Zoe got to her feet and gasped twice before sneezing violently, charred dust in the air inflaming the sensors in her nose. Pinkie turned and shot her three times in the chest. Amy recoiled from each shot, as from a blow, and stared in disbelief as the girl slid to the floor. There was no question that she was dead.

‘I hate people who sneeze,’ Pinkie said. ‘Didn’t her mother ever tell her to cover her mouth?’ But all that Amy and Tom heard was a strange gurgling that issued from somewhere deep in the back of his throat.

III

Sara Castelli’s car was parked where she had left it at the top of Routh Road. MacNeil pulled in behind it, and they got out and walked down to the neighbour’s house. Le Saux had continued to leave his security lights off as MacNeil had advised, and they approached his front door by the light falling in fragments through the trees from the streetlamps beyond. MacNeil pressed the bell push several times and a buzzer sounded somewhere inside the house. He stepped back into the visual field of the CCTV camera above the porch. Le Saux’s annoyance was clear in a voice thick with sleep.

‘What is it now?’

MacNeil held up the print-off that DS Dawson had given him. ‘Can you see that alright?’

‘Yes, I can see it.’

‘Is that Mr Smith, your neighbour?’

Le Saux came back without hesitation. ‘Yes, that’s him.’
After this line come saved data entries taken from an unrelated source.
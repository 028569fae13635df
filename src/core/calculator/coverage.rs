//! Coverage of presence time by work-order intervals.
//!
//! Everything here is total: empty or degenerate input yields zeros.

use crate::core::calculator::improductive::is_improductive;
use crate::models::coverage::CoverageResult;
use crate::models::interval::{Interval, WorkOrderInterval};

const SECONDS_PER_HOUR: f64 = 3600.0;

pub fn seconds_to_hours(secs: i64) -> f64 {
    secs as f64 / SECONDS_PER_HOUR
}

/// Wall-clock seconds covered by at least one interval (union).
///
/// Intervals are merged after sorting by start; an interval starting exactly
/// where the current run ends is contiguous with it.
pub fn covered_seconds(spans: &[Interval]) -> i64 {
    let mut sorted: Vec<Interval> = spans
        .iter()
        .copied()
        .filter(|s| s.end > s.start)
        .collect();

    if sorted.is_empty() {
        return 0;
    }

    sorted.sort_by_key(|s| s.start);

    let mut covered = 0;
    let mut current = sorted[0];

    for next in &sorted[1..] {
        if next.start <= current.end {
            current.end = current.end.max(next.end);
        } else {
            covered += current.duration_seconds();
            current = *next;
        }
    }

    covered + current.duration_seconds()
}

/// Naive sum of durations; overlapping work is counted once per interval.
pub fn produced_seconds(spans: &[Interval]) -> i64 {
    spans
        .iter()
        .filter(|s| s.end > s.start)
        .map(Interval::duration_seconds)
        .sum()
}

/// Presence not covered by any work order, never negative.
pub fn time_gap(presence_hours: f64, covered_hours: f64) -> f64 {
    (presence_hours - covered_hours).max(0.0)
}

/// Produced / covered, 0 when nothing is covered.
pub fn overlap_ratio(produced_hours: f64, covered_hours: f64) -> f64 {
    if covered_hours > 0.0 {
        produced_hours / covered_hours
    } else {
        0.0
    }
}

/// Reconcile one employee's work-order intervals against presence hours.
pub fn reconcile(
    employee_id: &str,
    intervals: &[WorkOrderInterval],
    presence_hours: f64,
) -> CoverageResult {
    let spans: Vec<Interval> = intervals.iter().map(|iv| iv.span).collect();

    let covered = seconds_to_hours(covered_seconds(&spans));
    let produced = seconds_to_hours(produced_seconds(&spans));

    let improductive = seconds_to_hours(
        intervals
            .iter()
            .filter(|iv| is_improductive(&iv.article_id))
            .map(|iv| iv.span.duration_seconds())
            .sum(),
    );

    CoverageResult {
        employee_id: employee_id.to_string(),
        total_presence: presence_hours,
        total_job_time_produced: produced,
        improductive_time_produced: improductive,
        productive_time_produced: produced - improductive,
        total_time_covered: covered,
        time_gap: time_gap(presence_hours, covered),
        overlap_ratio: overlap_ratio(produced, covered),
        valid_records: intervals.len(),
        ..Default::default()
    }
}
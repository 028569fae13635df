// src/export/excel_date.rs

use chrono::{NaiveDate, NaiveDateTime};

/// Interpret a `yyyy-mm-dd` cell as an Excel date serial plus its number
/// format.
pub(crate) fn parse_to_excel_date(s: &str) -> Option<(&'static str, f64)> {
    let d = NaiveDate::parse_from_str(s, "%Y-%m-%d").ok()?;
    Some(("yyyy-mm-dd", naive_datetime_to_excel_serial(&d.and_hms_opt(0, 0, 0)?)?))
}

fn naive_datetime_to_excel_serial(dt: &NaiveDateTime) -> Option<f64> {
    let excel_epoch = NaiveDate::from_ymd_opt(1899, 12, 30)?.and_hms_opt(0, 0, 0)?;

    let duration = *dt - excel_epoch;

    let days = duration.num_days() as f64;
    let secs = (duration.num_seconds() - duration.num_days() * 86400) as f64;

    Some(days + secs / 86400.0)
}
//! SQLite connection wrapper (lightweight for CLI usage).

use crate::db::initialize::init_db;
use crate::errors::AppResult;
use rusqlite::{Connection, Result};
use std::path::Path;

pub struct DbPool {
    pub conn: Connection,
}

impl DbPool {
    pub fn new(path: &str) -> Result<Self> {
        let conn = Connection::open(Path::new(path))?;
        Ok(Self { conn })
    }

    /// Open and bring the schema up to date.
    pub fn open_ready(path: &str) -> AppResult<Self> {
        let pool = Self::new(path)?;
        init_db(&pool.conn)?;
        Ok(pool)
    }
}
‘Thank you, Mr Le Saux.’ MacNeil folded the photograph into his pocket and strode back down the path to the front gate. Dr Castelli hurried after him.

‘So what now, Mr MacNeil?’

‘We go and wake up a magistrate, and you tell him all about Choy.’
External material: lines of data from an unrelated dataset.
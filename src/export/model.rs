// src/export/model.rs

use crate::models::coverage::CoverageResult;
use crate::utils::formatting::hours_decimal;
use chrono::NaiveDate;
use serde::Serialize;

/// Flat audit row shared by every export format.
#[derive(Serialize, Clone, Debug, PartialEq)]
pub struct AuditExport {
    pub employee_id: String,
    pub period_from: String,
    pub period_to: String,
    pub presence_hours: f64,
    pub excess_hours: f64,
    pub holiday_hours: f64,
    pub job_time_produced: f64,
    pub improductive_time: f64,
    pub productive_time: f64,
    pub time_covered: f64,
    pub time_gap: f64,
    pub overlap_ratio: f64,
    pub valid_records: usize,
    pub discarded_records: usize,
    pub qty_produced: f64,
    pub qty_planned: f64,
}

/// Share of presence above which a gap is flagged in XLSX and PDF output.
const GAP_ALERT_SHARE: f64 = 0.10;

fn round_to(v: f64, decimals: u8) -> f64 {
    let f = 10f64.powi(decimals as i32);
    (v * f).round() / f
}

impl AuditExport {
    pub fn from_result(
        r: &CoverageResult,
        bounds: Option<(NaiveDate, NaiveDate)>,
        decimals: u8,
    ) -> Self {
        let (from, to) = match bounds {
            Some((a, b)) => (a.format("%Y-%m-%d").to_string(), b.format("%Y-%m-%d").to_string()),
            None => (String::new(), String::new()),
        };
        let h = |v: f64| round_to(v, decimals);

        Self {
            employee_id: r.employee_id.clone(),
            period_from: from,
            period_to: to,
            presence_hours: h(r.total_presence),
            excess_hours: h(r.excess_hours),
            holiday_hours: h(r.holiday_hours),
            job_time_produced: h(r.total_job_time_produced),
            improductive_time: h(r.improductive_time_produced),
            productive_time: h(r.productive_time_produced),
            time_covered: h(r.total_time_covered),
            time_gap: h(r.time_gap),
            overlap_ratio: round_to(r.overlap_ratio, 3),
            valid_records: r.valid_records,
            discarded_records: r.discarded_records,
            qty_produced: r.qty_produced,
            qty_planned: r.qty_planned,
        }
    }

    pub(crate) fn gap_alert(&self) -> bool {
        self.presence_hours > 0.0 && self.time_gap / self.presence_hours > GAP_ALERT_SHARE
    }
}

/// Headers for the full-width formats (XLSX), in field order.
pub(crate) fn get_headers() -> Vec<&'static str> {
    vec![
        "employee_id",
        "period_from",
        "period_to",
        "presence_hours",
        "excess_hours",
        "holiday_hours",
        "job_time_produced",
        "improductive_time",
        "productive_time",
        "time_covered",
        "time_gap",
        "overlap_ratio",
        "valid_records",
        "discarded_records",
        "qty_produced",
        "qty_planned",
    ]
}

pub(crate) fn audit_to_row(e: &AuditExport) -> Vec<String> {
    vec![
        e.employee_id.clone(),
        e.period_from.clone(),
        e.period_to.clone(),
        e.presence_hours.to_string(),
        e.excess_hours.to_string(),
        e.holiday_hours.to_string(),
        e.job_time_produced.to_string(),
        e.improductive_time.to_string(),
        e.productive_time.to_string(),
        e.time_covered.to_string(),
        e.time_gap.to_string(),
        e.overlap_ratio.to_string(),
        e.valid_records.to_string(),
        e.discarded_records.to_string(),
        e.qty_produced.to_string(),
        e.qty_planned.to_string(),
    ]
}

/// Narrower header set that fits a landscape PDF page.
pub(crate) fn get_pdf_headers() -> Vec<&'static str> {
    vec![
        "Employee",
        "Presence",
        "Produced",
        "Covered",
        "Improductive",
        "Gap",
        "Overlap",
        "Skipped",
    ]
}

pub(crate) fn audits_to_pdf_table(rows: &[AuditExport], decimals: u8) -> Vec<Vec<String>> {
    rows.iter()
        .map(|e| {
            vec![
                e.employee_id.clone(),
                hours_decimal(e.presence_hours, decimals),
                hours_decimal(e.job_time_produced, decimals),
                hours_decimal(e.time_covered, decimals),
                hours_decimal(e.improductive_time, decimals),
                hours_decimal(e.time_gap, decimals),
                format!("{:.2}", e.overlap_ratio),
                e.discarded_records.to_string(),
            ]
        })
        .collect()
}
‘You know where all this is leading, don’t you?’

‘I don’t even want to think about it, doctor.’

‘Scotland the Brave’ rang out along Routh Road. MacNeil fumbled for his phone. It was Dawson.

‘Jack. Thought you’d want to know straight away. That car. The one you pulled the guy from on Lambeth Bridge... It’s officially registered to Stein-Francks. Designated driver, one Dr Roger Blume.’

MacNeil came to a halt in the middle of the road, staring straight into nowhere, as if he had caught a glimpse of some other world, something beyond the one we know and feel and see. Dr Castelli stopped abruptly beside him. ‘Are you okay?’

MacNeil said to Dawson, ‘That wasn’t Blume I pulled from the car.’

‘I don’t know who it was. And neither do they. Apparently after you’d gone, he killed one of the soldiers and disappeared with his rifle.’

‘Jesus,’ MacNeil whispered. It was hard to imagine that the creature they had seen lying in the back of the truck might even be capable of such a thing. But a Stein-Francks car? It didn’t seem possible. ‘What about the other person in the vehicle? Have they any idea who that was?’

‘Not a clue.’

When they finished their call, MacNeil stared at the road, thrown into confusion. Was Blume the other occupant of the car? What in God’s name was it doing there? And what strange quirk of fate had brought MacNeil to Lambeth Bridge just at that moment?

Dr Castelli was still badgering him for information. But he hardly knew where to begin. He glanced at the display on his mobile phone, still lit from his call with Dawson. It reminded him that there was a message. He had forgotten all about it.

He raised a hand to silence the doctor. ‘Just a minute.’ And he dialled his voicemail.

A pre-recorded female voice said, ‘You have one new message. At two-oh-five a-m today.’ A beep, and then Amy’s voice. Abnormally strained and quivering with fear. ‘Jack, there’s someone here in the house. Please, come quickly. I’m scared.’